- PROBLEM REQUIREMENTS: Return the lines from the one containing "const API_BASE_URL: &str" to the end of the material, both end lines included, exactly and with nothing else.

- SUPPLIED ENTRIES:
• • •

use incident_tracker::api::ApiClient;
use incident_tracker::app::App;
use leptos::*;

const API_BASE_URL: &str = "http://localhost:5000/api";

fn main() {
    let api = ApiClient::new(API_BASE_URL);
    mount_to_body(move || view! { <App api=api/> });
}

• • •

- OUTPUT:
const API_BASE_URL: &str = "http://localhost:5000/api";

fn main() {
    let api = ApiClient::new(API_BASE_URL);
    mount_to_body(move || view! { <App api=api/> });
}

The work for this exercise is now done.